● **Task prompt**: Set down exactly the lines below, starting at the one that contains "filename src/transcript/mod.rs" and ending at the one that contains "use thiserror::Error;", with both of those lines included and nothing else.

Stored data
___
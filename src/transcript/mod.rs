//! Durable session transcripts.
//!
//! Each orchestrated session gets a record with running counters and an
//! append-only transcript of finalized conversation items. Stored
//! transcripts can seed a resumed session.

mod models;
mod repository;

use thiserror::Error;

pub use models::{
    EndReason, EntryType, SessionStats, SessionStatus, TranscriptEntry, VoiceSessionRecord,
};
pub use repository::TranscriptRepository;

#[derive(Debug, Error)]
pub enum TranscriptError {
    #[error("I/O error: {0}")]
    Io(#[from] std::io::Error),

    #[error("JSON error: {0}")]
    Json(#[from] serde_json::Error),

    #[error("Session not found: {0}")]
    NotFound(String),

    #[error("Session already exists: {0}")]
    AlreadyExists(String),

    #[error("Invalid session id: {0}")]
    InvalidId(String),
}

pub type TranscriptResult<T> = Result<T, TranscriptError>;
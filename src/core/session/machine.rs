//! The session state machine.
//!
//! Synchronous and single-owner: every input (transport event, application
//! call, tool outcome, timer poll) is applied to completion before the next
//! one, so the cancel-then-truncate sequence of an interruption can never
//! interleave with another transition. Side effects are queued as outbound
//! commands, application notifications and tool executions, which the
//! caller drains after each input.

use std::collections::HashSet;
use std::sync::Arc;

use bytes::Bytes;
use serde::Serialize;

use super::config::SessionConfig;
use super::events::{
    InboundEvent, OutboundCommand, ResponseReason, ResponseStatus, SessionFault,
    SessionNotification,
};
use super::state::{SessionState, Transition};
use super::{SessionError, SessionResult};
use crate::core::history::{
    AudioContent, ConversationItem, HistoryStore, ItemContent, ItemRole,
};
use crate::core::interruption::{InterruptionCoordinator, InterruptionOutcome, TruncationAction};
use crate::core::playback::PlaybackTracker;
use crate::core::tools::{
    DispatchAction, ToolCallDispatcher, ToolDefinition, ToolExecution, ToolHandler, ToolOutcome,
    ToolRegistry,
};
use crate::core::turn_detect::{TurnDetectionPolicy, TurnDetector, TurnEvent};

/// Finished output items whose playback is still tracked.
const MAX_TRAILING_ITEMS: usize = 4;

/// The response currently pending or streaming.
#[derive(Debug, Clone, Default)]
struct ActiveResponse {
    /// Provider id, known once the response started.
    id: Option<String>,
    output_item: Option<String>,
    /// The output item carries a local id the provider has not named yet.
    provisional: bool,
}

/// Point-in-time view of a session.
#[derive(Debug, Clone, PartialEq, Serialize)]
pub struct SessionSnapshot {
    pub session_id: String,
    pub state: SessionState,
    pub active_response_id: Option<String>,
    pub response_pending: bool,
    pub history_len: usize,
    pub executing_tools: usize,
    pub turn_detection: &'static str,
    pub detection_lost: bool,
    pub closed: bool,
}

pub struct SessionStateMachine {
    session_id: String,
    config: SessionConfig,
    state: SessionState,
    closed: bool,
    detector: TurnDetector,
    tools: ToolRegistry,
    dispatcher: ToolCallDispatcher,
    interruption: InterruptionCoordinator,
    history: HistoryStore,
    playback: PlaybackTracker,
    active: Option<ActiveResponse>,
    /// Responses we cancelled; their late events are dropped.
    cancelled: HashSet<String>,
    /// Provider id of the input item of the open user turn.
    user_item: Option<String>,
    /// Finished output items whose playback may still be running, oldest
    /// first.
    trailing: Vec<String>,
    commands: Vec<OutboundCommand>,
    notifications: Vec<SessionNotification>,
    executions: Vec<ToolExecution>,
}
___
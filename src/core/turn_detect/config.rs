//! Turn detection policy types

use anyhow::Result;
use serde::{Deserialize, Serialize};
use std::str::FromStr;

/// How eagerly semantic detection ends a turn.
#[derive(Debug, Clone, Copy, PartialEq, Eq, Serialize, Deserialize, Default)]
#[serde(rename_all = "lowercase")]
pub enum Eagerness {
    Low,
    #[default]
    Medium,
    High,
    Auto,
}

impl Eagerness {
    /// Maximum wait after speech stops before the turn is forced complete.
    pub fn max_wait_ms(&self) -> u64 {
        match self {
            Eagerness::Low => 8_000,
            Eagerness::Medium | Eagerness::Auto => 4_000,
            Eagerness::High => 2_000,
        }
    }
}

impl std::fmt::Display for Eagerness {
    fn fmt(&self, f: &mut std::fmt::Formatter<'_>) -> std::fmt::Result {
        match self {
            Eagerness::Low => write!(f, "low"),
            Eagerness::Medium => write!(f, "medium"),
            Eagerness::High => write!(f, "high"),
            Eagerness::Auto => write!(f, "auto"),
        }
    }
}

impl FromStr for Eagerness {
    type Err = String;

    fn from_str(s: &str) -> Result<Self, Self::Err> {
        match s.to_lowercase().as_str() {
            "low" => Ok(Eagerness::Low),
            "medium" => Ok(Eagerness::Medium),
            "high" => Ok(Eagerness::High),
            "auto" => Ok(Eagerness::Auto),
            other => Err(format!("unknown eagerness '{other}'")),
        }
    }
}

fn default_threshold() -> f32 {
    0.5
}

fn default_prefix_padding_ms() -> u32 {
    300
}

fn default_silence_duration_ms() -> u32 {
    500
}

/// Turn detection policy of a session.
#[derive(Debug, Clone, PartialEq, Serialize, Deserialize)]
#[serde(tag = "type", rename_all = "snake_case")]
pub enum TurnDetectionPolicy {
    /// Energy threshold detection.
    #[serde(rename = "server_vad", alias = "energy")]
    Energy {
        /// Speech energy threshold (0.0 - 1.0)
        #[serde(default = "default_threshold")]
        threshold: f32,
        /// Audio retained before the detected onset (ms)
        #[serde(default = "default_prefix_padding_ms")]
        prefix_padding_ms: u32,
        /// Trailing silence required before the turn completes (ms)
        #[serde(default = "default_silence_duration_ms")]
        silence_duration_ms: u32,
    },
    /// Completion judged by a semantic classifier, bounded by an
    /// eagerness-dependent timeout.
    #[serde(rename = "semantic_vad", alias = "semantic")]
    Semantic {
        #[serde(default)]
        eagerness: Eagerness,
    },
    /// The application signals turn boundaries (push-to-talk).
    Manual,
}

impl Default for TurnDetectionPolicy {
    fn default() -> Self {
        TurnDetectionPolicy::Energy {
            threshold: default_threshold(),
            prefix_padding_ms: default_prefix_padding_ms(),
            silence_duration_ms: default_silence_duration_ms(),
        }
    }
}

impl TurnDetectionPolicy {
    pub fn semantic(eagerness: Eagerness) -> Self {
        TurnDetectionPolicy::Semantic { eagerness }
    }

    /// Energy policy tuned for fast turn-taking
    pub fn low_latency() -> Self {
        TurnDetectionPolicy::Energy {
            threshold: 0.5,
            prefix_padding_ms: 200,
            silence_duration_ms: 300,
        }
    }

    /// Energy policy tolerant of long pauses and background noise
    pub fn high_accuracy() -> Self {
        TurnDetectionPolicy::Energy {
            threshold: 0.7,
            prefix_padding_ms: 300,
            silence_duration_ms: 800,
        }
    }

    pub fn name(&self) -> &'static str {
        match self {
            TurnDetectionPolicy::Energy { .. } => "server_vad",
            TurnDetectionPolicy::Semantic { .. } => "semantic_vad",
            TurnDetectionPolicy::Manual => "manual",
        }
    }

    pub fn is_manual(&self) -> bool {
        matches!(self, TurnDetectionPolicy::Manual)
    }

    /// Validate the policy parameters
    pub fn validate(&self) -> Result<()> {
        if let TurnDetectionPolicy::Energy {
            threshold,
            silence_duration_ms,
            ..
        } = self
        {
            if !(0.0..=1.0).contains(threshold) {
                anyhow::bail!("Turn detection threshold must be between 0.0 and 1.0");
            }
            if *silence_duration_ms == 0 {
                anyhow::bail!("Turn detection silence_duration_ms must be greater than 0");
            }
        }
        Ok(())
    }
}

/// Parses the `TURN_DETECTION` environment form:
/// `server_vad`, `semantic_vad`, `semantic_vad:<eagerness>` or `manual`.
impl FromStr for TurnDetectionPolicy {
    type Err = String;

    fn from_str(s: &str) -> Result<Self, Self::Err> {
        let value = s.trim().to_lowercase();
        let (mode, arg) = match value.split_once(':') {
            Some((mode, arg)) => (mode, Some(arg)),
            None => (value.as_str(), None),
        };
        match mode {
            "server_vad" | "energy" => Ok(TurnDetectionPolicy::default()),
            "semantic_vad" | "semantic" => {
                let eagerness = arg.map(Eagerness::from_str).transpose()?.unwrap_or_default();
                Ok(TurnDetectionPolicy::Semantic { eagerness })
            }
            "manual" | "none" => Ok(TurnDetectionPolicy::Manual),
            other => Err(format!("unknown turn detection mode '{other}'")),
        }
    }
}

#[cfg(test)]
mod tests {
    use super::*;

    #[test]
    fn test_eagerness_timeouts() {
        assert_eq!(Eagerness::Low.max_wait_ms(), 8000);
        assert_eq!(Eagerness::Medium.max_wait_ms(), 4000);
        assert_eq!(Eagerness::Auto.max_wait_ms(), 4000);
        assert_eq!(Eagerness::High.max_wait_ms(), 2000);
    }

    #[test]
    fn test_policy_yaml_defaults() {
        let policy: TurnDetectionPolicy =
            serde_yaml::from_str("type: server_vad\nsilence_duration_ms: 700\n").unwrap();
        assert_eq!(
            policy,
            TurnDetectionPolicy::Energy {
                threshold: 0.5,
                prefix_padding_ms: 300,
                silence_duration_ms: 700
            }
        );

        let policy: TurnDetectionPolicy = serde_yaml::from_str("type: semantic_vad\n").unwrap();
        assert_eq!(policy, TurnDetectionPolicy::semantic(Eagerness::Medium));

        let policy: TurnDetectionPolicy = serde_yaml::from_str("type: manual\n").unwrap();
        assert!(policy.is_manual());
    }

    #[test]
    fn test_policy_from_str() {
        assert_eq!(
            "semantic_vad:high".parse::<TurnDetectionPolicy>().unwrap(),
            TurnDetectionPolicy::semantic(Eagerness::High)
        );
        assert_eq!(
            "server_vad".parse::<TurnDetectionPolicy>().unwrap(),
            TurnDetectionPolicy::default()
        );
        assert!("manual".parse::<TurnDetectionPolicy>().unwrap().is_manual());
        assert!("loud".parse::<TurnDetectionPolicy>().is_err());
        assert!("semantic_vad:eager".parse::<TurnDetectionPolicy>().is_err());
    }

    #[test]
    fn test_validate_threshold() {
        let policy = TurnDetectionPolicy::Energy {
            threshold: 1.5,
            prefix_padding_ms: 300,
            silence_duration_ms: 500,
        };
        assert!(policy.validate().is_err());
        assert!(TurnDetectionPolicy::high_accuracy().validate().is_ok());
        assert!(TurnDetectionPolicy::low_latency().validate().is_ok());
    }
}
___
● **Response**:
filename src/transcript/mod.rs
//! Durable session transcripts.
//!
//! Each orchestrated session gets a record with running counters and an
//! append-only transcript of finalized conversation items. Stored
//! transcripts can seed a resumed session.

mod models;
mod repository;

use thiserror::Error;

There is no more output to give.